I knew yesterday that you were getting slow, you were a thinner rat than you once were, you weren't interested in any yummy snacks, all you wanted to do was cuddle and that's what you did. We spent yesterday cuddling and I'm glad.

You were a happy rat until the end, the only one of my boys who popcorned into their adulthood.

I'll miss you, Moo. I love you and I'll see you again someday.


----------



## Grotesque (Mar 19, 2014)

What a handsome little man. I'm sorry for your loss.  May he live on forever in your heart and fill your life with happy memories!


----------



## Fraido (Oct 1, 2014)

Thank you, he will always have a special place in my heart. They are gone far too soon.

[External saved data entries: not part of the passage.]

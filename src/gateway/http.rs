// SPDX-License-Identifier: AGPL-3.0-or-later
//
// Copyright (C) 2026 Relational Network

//! HTTP client for a remote storage gateway.
//!
//! ## Wire API
//!
//! | Method | Path | Body / Query | Response |
//! |--------|------|--------------|----------|
//! | `POST` | `/records` | `{payload, metadata}` | `{id}` |
//! | `GET` | `/records/{id}` | | `{id, payload, metadata}` |
//! | `GET` | `/records` | `?original-transaction={id}` | `[{id, payload, metadata}]` |
//!
//! Payloads are standard base64. Metadata is a `[{name, value}]` list.

use std::time::Duration;

use async_trait::async_trait;
use base64ct::{Base64, Encoding};
use reqwest::{Client, Response, StatusCode};
use serde::{Deserialize, Serialize};
use url::Url;

use super::{GatewayError, RecordId, StorageGateway, StoredRecord};
use crate::metadata::{keys, Metadata};

/// Default per-request timeout.
pub const DEFAULT_TIMEOUT: Duration = Duration::from_secs(30);

#[derive(Serialize)]
struct PutRecordBody<'a> {
    payload: String,
    metadata: &'a Metadata,
}

#[derive(Deserialize)]
struct PutRecordResponse {
    id: String,
}

#[derive(Serialize, Deserialize)]
struct WireRecord {
    id: String,
    payload: String,
    metadata: Metadata,
}

impl WireRecord {
    #[cfg(test)]
    fn from_record(record: &StoredRecord) -> Self {
        Self {
            id: record.id.to_string(),
            payload: Base64::encode_string(&record.payload),
            metadata: record.metadata.clone(),
        }
    }

    fn into_record(self) -> Result<StoredRecord, GatewayError> {
        let payload = Base64::decode_vec(&self.payload).map_err(|e| {
            GatewayError::InvalidResponse(format!("record {} payload is not base64: {e}", self.id))
        })?;
        Ok(StoredRecord {
            id: RecordId::new(self.id),
            payload,
            metadata: self.metadata,
        })
    }
}

/// Gateway reached over HTTP.
pub struct HttpGateway {
    base_url: Url,
    http: Client,
}

impl HttpGateway {
    pub fn new(base_url: &str, timeout: Duration) -> Result<Self, GatewayError> {
        let base_url = Url::parse(base_url)
            .map_err(|e| GatewayError::Request(format!("invalid gateway URL {base_url}: {e}")))?;
        if base_url.cannot_be_a_base() {
            return Err(GatewayError::Request(format!(
                "gateway URL {base_url} cannot carry a path"
            )));
        }

        let http = Client::builder()
            .timeout(timeout)
            .build()
            .map_err(|e| GatewayError::Request(format!("failed to build HTTP client: {e}")))?;

        Ok(Self { base_url, http })
    }

    pub fn base_url(&self) -> &str {
        self.base_url.as_str()
    }

    /// `{base}/records`, or `{base}/records/{id}` with `id` escaped as a
    /// single path segment.
    fn records_url(&self, id: Option<&RecordId>) -> Result<Url, GatewayError> {
        let mut url = self.base_url.clone();
        {
            let mut segments = url.path_segments_mut().map_err(|()| {
                GatewayError::Request(format!("gateway URL {} cannot carry a path", self.base_url))
            })?;
            segments.pop_if_empty().push("records");
            if let Some(id) = id {
                segments.push(id.as_str());
            }
        }
        Ok(url)
    }
}

/// A `put` the gateway accepted but whose id could not be read. The record
/// exists, so this is never reported as a plain failure.
fn landed_without_id(detail: String) -> GatewayError {
    tracing::warn!(error = %detail, "Gateway accepted a write but its id is unknown");
    GatewayError::UnknownOutcome(format!("POST /records {detail}"))
}

/// Classify a transport error on a read. Reads are idempotent, so a timeout
/// is just unavailability.
fn read_error(what: &str, e: reqwest::Error) -> GatewayError {
    if e.is_timeout() || e.is_connect() {
        GatewayError::Unavailable(format!("{what}: {e}"))
    } else {
        GatewayError::Request(format!("{what}: {e}"))
    }
}

async fn error_body(response: Response) -> String {
    let status = response.status();
    let body = response.text().await.unwrap_or_default();
    format!("returned {status}: {body}")
}

#[async_trait]
impl StorageGateway for HttpGateway {
    async fn put(&self, payload: Vec<u8>, metadata: Metadata) -> Result<RecordId, GatewayError> {
        let body = PutRecordBody {
            payload: Base64::encode_string(&payload),
            metadata: &metadata,
        };

        let response = self
            .http
            .post(self.records_url(None)?)
            .json(&body)
            .send()
            .await
            .map_err(|e| {
                if e.is_connect() {
                    GatewayError::Unavailable(format!("POST /records: {e}"))
                } else {
                    // The request may have reached the gateway.
                    tracing::warn!(error = %e, "Gateway write outcome unknown");
                    GatewayError::UnknownOutcome(format!("POST /records: {e}"))
                }
            })?;

        if !response.status().is_success() {
            return Err(GatewayError::Request(format!(
                "POST /records {}",
                error_body(response).await
            )));
        }

        let created: PutRecordResponse = response
            .json()
            .await
            .map_err(|e| landed_without_id(format!("response unreadable: {e}")))?;
        if created.id.trim().is_empty() {
            return Err(landed_without_id("returned an empty id".to_string()));
        }

        tracing::debug!(record_id = %created.id, "Stored record via gateway");
        Ok(RecordId::new(created.id))
    }

    async fn get(&self, id: &RecordId) -> Result<StoredRecord, GatewayError> {
        let what = format!("GET /records/{id}");
        let response = self
            .http
            .get(self.records_url(Some(id))?)
            .send()
            .await
            .map_err(|e| read_error(&what, e))?;

        match response.status() {
            StatusCode::NOT_FOUND => return Err(GatewayError::NotFound(id.clone())),
            status if !status.is_success() => {
                return Err(GatewayError::Request(format!(
                    "{what} {}",
                    error_body(response).await
                )))
            }
            _ => {}
        }

        let wire: WireRecord = response
            .json()
            .await
            .map_err(|e| GatewayError::InvalidResponse(format!("{what} invalid JSON: {e}")))?;
        wire.into_record()
    }

    async fn annotations_for(
        &self,
        original: &RecordId,
    ) -> Result<Vec<StoredRecord>, GatewayError> {
        let what = format!("GET /records?original-transaction={original}");
        let response = self
            .http
            .get(self.records_url(None)?)
            .query(&[("original-transaction", original.as_str())])
            .send()
            .await
            .map_err(|e| read_error(&what, e))?;

        if !response.status().is_success() {
            return Err(GatewayError::Request(format!(
                "{what} {}",
                error_body(response).await
            )));
        }

        let wire: Vec<WireRecord> = response
            .json()
            .await
            .map_err(|e| GatewayError::InvalidResponse(format!("{what} invalid JSON: {e}")))?;

        let records = wire
            .into_iter()
            .map(WireRecord::into_record)
            .collect::<Result<Vec<_>, _>>()?;

        // A gateway that ignores the filter would otherwise leak unrelated
        // records into the fold.
        Ok(records
            .into_iter()
            .filter(|r| r.metadata.get(keys::ORIGINAL_TRANSACTION) == Some(original.as_str()))
            .collect())
    }
}

#[cfg(test)]
mod tests {
    use super::*;
    use crate::gateway::InMemoryGateway;
    use axum::{
        extract::{Path, Query, State},
        http::StatusCode as AxumStatus,
        routing::{get, post},
        Json, Router,
    };
    use std::collections::HashMap;
    use std::sync::Arc;

    #[derive(Deserialize)]
    struct PutBody {
        payload: String,
        metadata: Metadata,
    }

    async fn put_record(
        State(backend): State<Arc<InMemoryGateway>>,
        Json(body): Json<PutBody>,
    ) -> Json<serde_json::Value> {
        let payload = Base64::decode_vec(&body.payload).unwrap();
        let id = backend.put(payload, body.metadata).await.unwrap();
        Json(serde_json::json!({ "id": id }))
    }

    async fn get_record(
        State(backend): State<Arc<InMemoryGateway>>,
        Path(id): Path<String>,
    ) -> Result<Json<WireRecord>, AxumStatus> {
        backend
            .get(&RecordId::new(id))
            .await
            .map(|r| Json(WireRecord::from_record(&r)))
            .map_err(|_| AxumStatus::NOT_FOUND)
    }

    async fn list_records(
        State(backend): State<Arc<InMemoryGateway>>,
        Query(query): Query<HashMap<String, String>>,
    ) -> Json<Vec<WireRecord>> {
        let original = RecordId::new(query["original-transaction"].clone());
        let records = backend.annotations_for(&original).await.unwrap();
        Json(records.iter().map(WireRecord::from_record).collect())
    }

    async fn spawn_gateway_server() -> String {
        let backend = Arc::new(InMemoryGateway::new());
        let app = Router::new()
            .route("/records", post(put_record).get(list_records))
            .route("/records/{id}", get(get_record))
            .with_state(backend);
        let listener = tokio::net::TcpListener::bind("127.0.0.1:0").await.unwrap();
        let addr = listener.local_addr().unwrap();
        tokio::spawn(async move {
            axum::serve(listener, app).await.unwrap();
        });
        format!("http://{addr}")
    }

    #[test]
    fn rejects_invalid_base_url() {
        assert!(HttpGateway::new("not a url", DEFAULT_TIMEOUT).is_err());
    }

    #[test]
    fn record_ids_are_escaped_as_one_segment() {
        let gateway = HttpGateway::new("http://localhost:9000/", DEFAULT_TIMEOUT).unwrap();
        assert_eq!(
            gateway.records_url(None).unwrap().as_str(),
            "http://localhost:9000/records"
        );
        let url = gateway
            .records_url(Some(&RecordId::from("a/b?c#d")))
            .unwrap();
        assert_eq!(url.as_str(), "http://localhost:9000/records/a%2Fb%3Fc%23d");

        let nested = HttpGateway::new("http://localhost:9000/gw", DEFAULT_TIMEOUT).unwrap();
        assert_eq!(
            nested.records_url(None).unwrap().as_str(),
            "http://localhost:9000/gw/records"
        );
    }

    #[tokio::test]
    async fn round_trips_through_remote_gateway() {
        let base = spawn_gateway_server().await;
        let gateway = HttpGateway::new(&base, DEFAULT_TIMEOUT).unwrap();

        let id = gateway
            .put(vec![0, 1, 2, 255], Metadata::new().with("Content-Type", "bin"))
            .await
            .unwrap();
        let record = gateway.get(&id).await.unwrap();
        assert_eq!(record.payload, vec![0, 1, 2, 255]);
        assert_eq!(record.metadata.get("Content-Type"), Some("bin"));

        let annotation = gateway
            .put(
                Vec::new(),
                Metadata::new().with(keys::ORIGINAL_TRANSACTION, id.as_str()),
            )
            .await
            .unwrap();
        let annotations = gateway.annotations_for(&id).await.unwrap();
        assert_eq!(annotations.len(), 1);
        assert_eq!(annotations[0].id, annotation);
    }

    #[tokio::test]
    async fn missing_remote_record_is_not_found() {
        let base = spawn_gateway_server().await;
        let gateway = HttpGateway::new(&base, DEFAULT_TIMEOUT).unwrap();
        let err = gateway.get(&RecordId::from("missing")).await.unwrap_err();
        assert!(matches!(err, GatewayError::NotFound(_)));

        // Unescaped, this id would reach the listing endpoint instead.
        let err = gateway
            .get(&RecordId::from("x?original-transaction=y"))
            .await
            .unwrap_err();
        assert!(matches!(err, GatewayError::NotFound(_)));
    }

    #[tokio::test]
    async fn slow_put_is_unknown_outcome() {
        let app = Router::new().route(
            "/records",
            post(|| async {
                tokio::time::sleep(Duration::from_secs(5)).await;
                Json(serde_json::json!({ "id": "late" }))
            }),
        );
        let listener = tokio::net::TcpListener::bind("127.0.0.1:0").await.unwrap();
        let addr = listener.local_addr().unwrap();
        tokio::spawn(async move {
            axum::serve(listener, app).await.unwrap();
        });

        let gateway =
            HttpGateway::new(&format!("http://{addr}"), Duration::from_millis(200)).unwrap();
        let err = gateway.put(Vec::new(), Metadata::new()).await.unwrap_err();
        assert!(matches!(err, GatewayError::UnknownOutcome(_)));
    }

    #[tokio::test]
    async fn refused_connection_is_unavailable() {
        let listener = tokio::net::TcpListener::bind("127.0.0.1:0").await.unwrap();
        let addr = listener.local_addr().unwrap();
        drop(listener);

        let gateway = HttpGateway::new(&format!("http://{addr}"), DEFAULT_TIMEOUT).unwrap();
        let err = gateway.put(Vec::new(), Metadata::new()).await.unwrap_err();
        assert!(matches!(err, GatewayError::Unavailable(_)));
    }

    #[tokio::test]
    async fn stalled_body_after_accepted_put_is_unknown_outcome() {
        use tokio::io::{AsyncReadExt, AsyncWriteExt};

        let listener = tokio::net::TcpListener::bind("127.0.0.1:0").await.unwrap();
        let addr = listener.local_addr().unwrap();
        tokio::spawn(async move {
            let (mut socket, _) = listener.accept().await.unwrap();
            let mut request = vec![0u8; 8192];
            let _ = socket.read(&mut request).await;
            socket
                .write_all(
                    b"HTTP/1.1 200 OK\r\ncontent-type: application/json\r\ncontent-length: 64\r\n\r\n{\"id\":",
                )
                .await
                .unwrap();
            tokio::time::sleep(Duration::from_secs(5)).await;
        });

        let gateway =
            HttpGateway::new(&format!("http://{addr}"), Duration::from_millis(300)).unwrap();
        let err = gateway.put(Vec::new(), Metadata::new()).await.unwrap_err();
        assert!(matches!(err, GatewayError::UnknownOutcome(_)));
    }

    #[tokio::test]
    async fn garbled_put_response_is_unknown_outcome() {
        let app = Router::new().route("/records", post(|| async { "created" }));
        let listener = tokio::net::TcpListener::bind("127.0.0.1:0").await.unwrap();
        let addr = listener.local_addr().unwrap();
        tokio::spawn(async move {
            axum::serve(listener, app).await.unwrap();
        });

        let gateway = HttpGateway::new(&format!("http://{addr}"), DEFAULT_TIMEOUT).unwrap();
        let err = gateway.put(Vec::new(), Metadata::new()).await.unwrap_err();
        assert!(matches!(err, GatewayError::UnknownOutcome(_)));
    }
}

Sent from my LG-H812 using Tapatalk


----------



## Rattielover965 (Apr 26, 2016)

I'm sorry for your loss


----------



## Love My Rats (Sep 3, 2015)

sorry for your loss I just lost my heart rat Summer so I know what you are going through


----------



## Fraido (Oct 1, 2014)

Love My Rats said:


> sorry for your loss I just lost my heart rat Summer so I know what you are going through


Aweh. So sorry, it really sucks. In the spring we're going to bury him along with my boyfriend's heart rat in a big flower pot and plant beautiful flowers.


----------



## MousE190 (Oct 7, 2014)

Murlow, looks a lot like my guy Garrus. ( he is 1 of 3) rats are short changed in lifespan,, but we learn this after we take them in...we give them love, chin rubs. nuggies,,,super treats..they give us a reward,, for bring there,,,,, sorry for your loss,,,sleep Murlow


----------



## Fraido (Oct 1, 2014)

Very true. Thank you.

Sent from my LG-H812 using Tapatalk


----------